> **Requirement**: Restrict the output to the lines below starting at the one that contains "to step downwards" and ending at the one that contains "Ok((0..=intervals as usize)", and restate them word for word, both ends included.
--- Given records Enclosed Below ---
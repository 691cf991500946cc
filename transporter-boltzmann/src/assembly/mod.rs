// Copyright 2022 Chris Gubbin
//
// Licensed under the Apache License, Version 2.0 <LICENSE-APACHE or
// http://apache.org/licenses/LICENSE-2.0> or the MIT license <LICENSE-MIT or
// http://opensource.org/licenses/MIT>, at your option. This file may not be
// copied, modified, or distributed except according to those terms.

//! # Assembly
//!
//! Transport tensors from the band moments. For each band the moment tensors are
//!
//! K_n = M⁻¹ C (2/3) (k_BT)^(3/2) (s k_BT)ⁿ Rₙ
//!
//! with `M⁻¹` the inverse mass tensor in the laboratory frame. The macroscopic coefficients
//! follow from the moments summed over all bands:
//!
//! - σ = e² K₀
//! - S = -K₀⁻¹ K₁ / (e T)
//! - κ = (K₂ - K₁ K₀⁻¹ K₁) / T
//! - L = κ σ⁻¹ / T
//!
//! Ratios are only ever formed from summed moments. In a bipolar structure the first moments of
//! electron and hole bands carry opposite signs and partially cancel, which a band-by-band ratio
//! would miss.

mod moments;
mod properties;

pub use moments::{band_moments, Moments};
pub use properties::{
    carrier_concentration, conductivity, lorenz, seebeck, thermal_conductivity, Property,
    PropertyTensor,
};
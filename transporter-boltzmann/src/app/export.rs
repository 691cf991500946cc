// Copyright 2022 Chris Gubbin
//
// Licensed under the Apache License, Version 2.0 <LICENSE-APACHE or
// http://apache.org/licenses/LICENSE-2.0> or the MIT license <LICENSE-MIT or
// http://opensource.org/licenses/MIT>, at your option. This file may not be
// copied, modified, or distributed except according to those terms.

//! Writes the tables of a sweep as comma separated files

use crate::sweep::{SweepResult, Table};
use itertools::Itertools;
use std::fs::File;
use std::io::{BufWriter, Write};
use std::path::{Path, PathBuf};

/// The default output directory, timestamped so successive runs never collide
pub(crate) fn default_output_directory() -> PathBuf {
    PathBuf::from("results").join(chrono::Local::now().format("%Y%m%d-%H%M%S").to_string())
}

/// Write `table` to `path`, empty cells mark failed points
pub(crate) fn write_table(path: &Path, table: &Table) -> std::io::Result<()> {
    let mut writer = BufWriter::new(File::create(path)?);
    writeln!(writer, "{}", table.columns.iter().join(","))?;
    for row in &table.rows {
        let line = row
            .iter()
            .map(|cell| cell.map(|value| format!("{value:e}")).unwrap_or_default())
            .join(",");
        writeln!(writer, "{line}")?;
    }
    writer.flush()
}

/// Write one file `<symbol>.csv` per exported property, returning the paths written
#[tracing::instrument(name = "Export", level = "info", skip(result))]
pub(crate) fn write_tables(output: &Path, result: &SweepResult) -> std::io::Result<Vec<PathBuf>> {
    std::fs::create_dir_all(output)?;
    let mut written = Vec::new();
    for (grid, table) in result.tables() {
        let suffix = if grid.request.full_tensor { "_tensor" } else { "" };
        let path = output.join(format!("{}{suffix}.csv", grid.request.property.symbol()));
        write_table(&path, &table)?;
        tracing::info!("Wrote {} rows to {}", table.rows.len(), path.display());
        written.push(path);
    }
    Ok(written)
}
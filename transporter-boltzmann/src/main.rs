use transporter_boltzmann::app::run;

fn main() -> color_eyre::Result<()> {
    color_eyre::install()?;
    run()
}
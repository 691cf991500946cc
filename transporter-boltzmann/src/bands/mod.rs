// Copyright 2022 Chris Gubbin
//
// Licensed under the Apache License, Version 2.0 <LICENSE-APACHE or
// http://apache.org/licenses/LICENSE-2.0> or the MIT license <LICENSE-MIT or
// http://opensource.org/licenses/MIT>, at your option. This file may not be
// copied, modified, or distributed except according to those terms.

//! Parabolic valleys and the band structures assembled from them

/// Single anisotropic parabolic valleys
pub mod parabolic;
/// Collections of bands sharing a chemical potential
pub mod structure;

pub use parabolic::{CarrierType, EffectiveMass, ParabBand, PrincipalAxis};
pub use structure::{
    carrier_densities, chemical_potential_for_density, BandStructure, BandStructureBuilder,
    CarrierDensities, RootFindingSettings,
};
--- End of Enclosed Given records ---
--- Given records Enclosed Below ---
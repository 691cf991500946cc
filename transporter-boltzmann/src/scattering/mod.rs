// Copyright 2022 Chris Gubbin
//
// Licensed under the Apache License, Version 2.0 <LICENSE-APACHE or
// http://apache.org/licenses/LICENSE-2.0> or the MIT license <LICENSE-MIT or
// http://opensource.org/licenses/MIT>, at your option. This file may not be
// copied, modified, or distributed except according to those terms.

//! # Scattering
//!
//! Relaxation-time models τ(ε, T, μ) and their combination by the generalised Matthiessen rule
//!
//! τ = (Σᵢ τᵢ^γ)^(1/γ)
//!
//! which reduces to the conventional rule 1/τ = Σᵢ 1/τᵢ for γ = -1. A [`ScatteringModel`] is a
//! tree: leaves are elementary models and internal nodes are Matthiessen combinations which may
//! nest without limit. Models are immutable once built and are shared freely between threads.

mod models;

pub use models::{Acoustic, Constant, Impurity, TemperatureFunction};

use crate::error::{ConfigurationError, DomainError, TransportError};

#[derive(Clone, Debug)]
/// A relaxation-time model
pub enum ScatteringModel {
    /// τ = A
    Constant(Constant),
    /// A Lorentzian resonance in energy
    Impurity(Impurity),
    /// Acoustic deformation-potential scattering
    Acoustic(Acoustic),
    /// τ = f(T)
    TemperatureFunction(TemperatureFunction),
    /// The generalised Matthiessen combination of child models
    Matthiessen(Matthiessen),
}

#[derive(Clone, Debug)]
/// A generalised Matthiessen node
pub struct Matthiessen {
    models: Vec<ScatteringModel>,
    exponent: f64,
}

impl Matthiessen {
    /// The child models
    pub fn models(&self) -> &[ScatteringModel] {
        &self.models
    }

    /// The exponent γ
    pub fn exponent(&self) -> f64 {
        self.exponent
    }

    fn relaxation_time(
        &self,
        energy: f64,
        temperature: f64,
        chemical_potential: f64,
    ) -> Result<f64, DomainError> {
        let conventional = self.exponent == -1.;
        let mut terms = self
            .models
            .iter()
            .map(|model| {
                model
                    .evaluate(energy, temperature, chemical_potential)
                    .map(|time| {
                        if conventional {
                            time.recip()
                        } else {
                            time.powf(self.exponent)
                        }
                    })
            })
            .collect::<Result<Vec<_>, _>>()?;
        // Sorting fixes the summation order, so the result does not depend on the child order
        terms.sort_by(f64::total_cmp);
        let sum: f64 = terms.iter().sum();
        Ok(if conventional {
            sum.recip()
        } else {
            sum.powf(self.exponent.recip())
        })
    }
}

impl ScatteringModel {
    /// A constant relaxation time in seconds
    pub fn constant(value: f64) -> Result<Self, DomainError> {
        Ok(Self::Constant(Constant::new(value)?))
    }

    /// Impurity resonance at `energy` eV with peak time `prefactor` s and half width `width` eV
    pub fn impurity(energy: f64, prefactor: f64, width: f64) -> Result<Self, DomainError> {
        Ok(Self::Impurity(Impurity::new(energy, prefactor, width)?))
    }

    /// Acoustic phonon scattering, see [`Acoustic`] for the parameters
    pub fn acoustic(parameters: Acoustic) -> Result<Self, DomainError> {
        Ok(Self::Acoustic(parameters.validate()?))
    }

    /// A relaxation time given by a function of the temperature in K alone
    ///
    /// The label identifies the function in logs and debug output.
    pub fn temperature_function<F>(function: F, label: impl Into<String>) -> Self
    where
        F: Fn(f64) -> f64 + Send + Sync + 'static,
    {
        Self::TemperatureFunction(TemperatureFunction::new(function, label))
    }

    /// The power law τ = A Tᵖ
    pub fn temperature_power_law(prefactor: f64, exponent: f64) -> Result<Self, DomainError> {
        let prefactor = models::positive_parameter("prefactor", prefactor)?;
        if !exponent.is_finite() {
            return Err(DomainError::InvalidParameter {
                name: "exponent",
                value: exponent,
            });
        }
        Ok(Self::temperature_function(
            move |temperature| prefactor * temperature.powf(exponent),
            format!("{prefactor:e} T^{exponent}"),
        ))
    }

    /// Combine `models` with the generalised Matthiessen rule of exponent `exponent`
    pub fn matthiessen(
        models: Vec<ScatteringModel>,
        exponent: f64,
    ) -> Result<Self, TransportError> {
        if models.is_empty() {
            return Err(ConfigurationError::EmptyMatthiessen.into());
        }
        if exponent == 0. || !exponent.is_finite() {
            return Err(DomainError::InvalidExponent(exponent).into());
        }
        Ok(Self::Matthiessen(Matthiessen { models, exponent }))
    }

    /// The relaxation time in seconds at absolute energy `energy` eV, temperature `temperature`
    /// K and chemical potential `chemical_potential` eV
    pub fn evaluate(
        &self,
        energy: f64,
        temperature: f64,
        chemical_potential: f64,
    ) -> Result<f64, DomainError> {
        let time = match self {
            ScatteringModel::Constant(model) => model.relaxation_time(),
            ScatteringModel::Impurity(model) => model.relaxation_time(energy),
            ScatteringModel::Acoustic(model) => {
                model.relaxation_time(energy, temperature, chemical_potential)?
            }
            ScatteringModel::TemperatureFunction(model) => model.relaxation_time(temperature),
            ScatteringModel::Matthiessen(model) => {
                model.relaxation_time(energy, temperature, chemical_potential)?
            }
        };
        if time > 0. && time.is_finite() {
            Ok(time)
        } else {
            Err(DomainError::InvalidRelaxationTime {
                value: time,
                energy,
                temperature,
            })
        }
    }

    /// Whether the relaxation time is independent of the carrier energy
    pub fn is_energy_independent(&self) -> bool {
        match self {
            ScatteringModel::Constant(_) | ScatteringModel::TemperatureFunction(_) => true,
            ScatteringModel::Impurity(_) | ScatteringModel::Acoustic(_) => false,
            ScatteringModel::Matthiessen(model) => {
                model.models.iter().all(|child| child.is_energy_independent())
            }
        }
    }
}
--- End of Enclosed Given records ---
--- Given records Enclosed Below ---
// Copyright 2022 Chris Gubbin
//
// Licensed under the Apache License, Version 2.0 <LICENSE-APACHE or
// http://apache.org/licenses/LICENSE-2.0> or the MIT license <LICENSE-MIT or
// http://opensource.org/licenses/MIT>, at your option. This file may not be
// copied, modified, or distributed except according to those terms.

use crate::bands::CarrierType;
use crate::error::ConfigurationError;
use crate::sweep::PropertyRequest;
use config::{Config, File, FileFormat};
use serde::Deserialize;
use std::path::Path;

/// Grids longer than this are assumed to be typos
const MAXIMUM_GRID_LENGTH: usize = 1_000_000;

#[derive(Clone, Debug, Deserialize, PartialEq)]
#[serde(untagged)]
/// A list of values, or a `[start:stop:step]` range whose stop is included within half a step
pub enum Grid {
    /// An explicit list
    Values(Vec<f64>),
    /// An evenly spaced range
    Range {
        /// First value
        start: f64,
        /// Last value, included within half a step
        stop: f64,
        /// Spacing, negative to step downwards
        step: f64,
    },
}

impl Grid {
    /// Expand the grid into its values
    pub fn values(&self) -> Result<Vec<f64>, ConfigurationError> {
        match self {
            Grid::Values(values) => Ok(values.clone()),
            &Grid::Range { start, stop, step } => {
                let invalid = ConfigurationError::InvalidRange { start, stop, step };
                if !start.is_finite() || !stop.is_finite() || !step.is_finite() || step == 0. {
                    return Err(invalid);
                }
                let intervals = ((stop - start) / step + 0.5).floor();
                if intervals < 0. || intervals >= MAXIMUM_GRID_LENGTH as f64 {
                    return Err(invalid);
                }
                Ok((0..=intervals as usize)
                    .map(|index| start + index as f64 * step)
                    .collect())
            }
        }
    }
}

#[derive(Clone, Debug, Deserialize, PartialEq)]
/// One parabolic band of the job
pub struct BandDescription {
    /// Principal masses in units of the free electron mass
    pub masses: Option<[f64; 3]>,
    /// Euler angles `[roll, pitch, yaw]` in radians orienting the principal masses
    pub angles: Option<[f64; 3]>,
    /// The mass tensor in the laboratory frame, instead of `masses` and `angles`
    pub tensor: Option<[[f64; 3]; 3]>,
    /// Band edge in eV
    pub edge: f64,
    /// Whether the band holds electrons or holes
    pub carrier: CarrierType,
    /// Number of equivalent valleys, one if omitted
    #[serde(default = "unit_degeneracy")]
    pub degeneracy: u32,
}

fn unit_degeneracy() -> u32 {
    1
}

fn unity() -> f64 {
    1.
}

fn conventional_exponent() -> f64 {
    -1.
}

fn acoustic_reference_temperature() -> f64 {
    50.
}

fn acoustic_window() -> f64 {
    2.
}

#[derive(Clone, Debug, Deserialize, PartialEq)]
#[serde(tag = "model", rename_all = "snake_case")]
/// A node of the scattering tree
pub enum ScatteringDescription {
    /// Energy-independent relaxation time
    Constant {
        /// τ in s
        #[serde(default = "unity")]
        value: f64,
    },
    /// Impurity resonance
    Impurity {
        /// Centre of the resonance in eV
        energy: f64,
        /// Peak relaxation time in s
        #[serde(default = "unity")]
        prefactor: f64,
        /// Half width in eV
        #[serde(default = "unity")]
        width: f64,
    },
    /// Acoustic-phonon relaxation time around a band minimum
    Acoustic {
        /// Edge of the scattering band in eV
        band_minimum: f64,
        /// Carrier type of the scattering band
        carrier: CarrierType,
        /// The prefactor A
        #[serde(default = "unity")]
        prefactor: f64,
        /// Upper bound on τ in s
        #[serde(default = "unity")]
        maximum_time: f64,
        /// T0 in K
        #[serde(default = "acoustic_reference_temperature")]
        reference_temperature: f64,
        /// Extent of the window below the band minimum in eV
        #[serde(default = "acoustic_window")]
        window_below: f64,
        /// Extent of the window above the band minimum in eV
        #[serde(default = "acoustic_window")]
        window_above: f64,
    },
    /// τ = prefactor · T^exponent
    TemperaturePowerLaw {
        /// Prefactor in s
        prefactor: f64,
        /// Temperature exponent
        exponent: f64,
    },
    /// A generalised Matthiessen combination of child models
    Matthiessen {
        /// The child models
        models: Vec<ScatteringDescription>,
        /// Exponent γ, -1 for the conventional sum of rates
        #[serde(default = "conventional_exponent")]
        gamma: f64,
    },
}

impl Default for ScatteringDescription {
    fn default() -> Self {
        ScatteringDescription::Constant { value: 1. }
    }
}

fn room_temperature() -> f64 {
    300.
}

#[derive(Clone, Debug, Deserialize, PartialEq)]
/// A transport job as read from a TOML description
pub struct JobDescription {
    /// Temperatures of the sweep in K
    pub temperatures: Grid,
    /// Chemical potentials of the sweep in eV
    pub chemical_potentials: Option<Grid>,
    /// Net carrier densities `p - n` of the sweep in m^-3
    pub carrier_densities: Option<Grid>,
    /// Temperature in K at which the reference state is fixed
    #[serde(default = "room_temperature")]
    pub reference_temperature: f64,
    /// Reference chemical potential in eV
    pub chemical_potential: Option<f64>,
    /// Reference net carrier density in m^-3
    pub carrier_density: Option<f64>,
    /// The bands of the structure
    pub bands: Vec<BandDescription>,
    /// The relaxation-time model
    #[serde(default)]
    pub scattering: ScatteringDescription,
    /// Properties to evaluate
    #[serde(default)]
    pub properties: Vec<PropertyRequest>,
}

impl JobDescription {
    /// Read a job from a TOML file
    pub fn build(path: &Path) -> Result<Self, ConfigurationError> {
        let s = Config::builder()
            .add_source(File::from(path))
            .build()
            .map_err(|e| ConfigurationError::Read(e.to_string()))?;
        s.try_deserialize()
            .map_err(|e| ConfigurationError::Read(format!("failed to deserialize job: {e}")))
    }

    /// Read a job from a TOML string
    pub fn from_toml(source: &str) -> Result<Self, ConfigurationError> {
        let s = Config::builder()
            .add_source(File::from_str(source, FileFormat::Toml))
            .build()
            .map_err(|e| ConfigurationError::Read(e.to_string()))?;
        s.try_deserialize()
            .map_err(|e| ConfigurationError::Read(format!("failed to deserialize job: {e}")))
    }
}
--- End of Enclosed Given records ---
> **Exercise response**:
        /// Spacing, negative to step downwards
        step: f64,
    },
}

impl Grid {
    /// Expand the grid into its values
    pub fn values(&self) -> Result<Vec<f64>, ConfigurationError> {
        match self {
            Grid::Values(values) => Ok(values.clone()),
            &Grid::Range { start, stop, step } => {
                let invalid = ConfigurationError::InvalidRange { start, stop, step };
                if !start.is_finite() || !stop.is_finite() || !step.is_finite() || step == 0. {
                    return Err(invalid);
                }
                let intervals = ((stop - start) / step + 0.5).floor();
                if intervals < 0. || intervals >= MAXIMUM_GRID_LENGTH as f64 {
                    return Err(invalid);
                }
                Ok((0..=intervals as usize)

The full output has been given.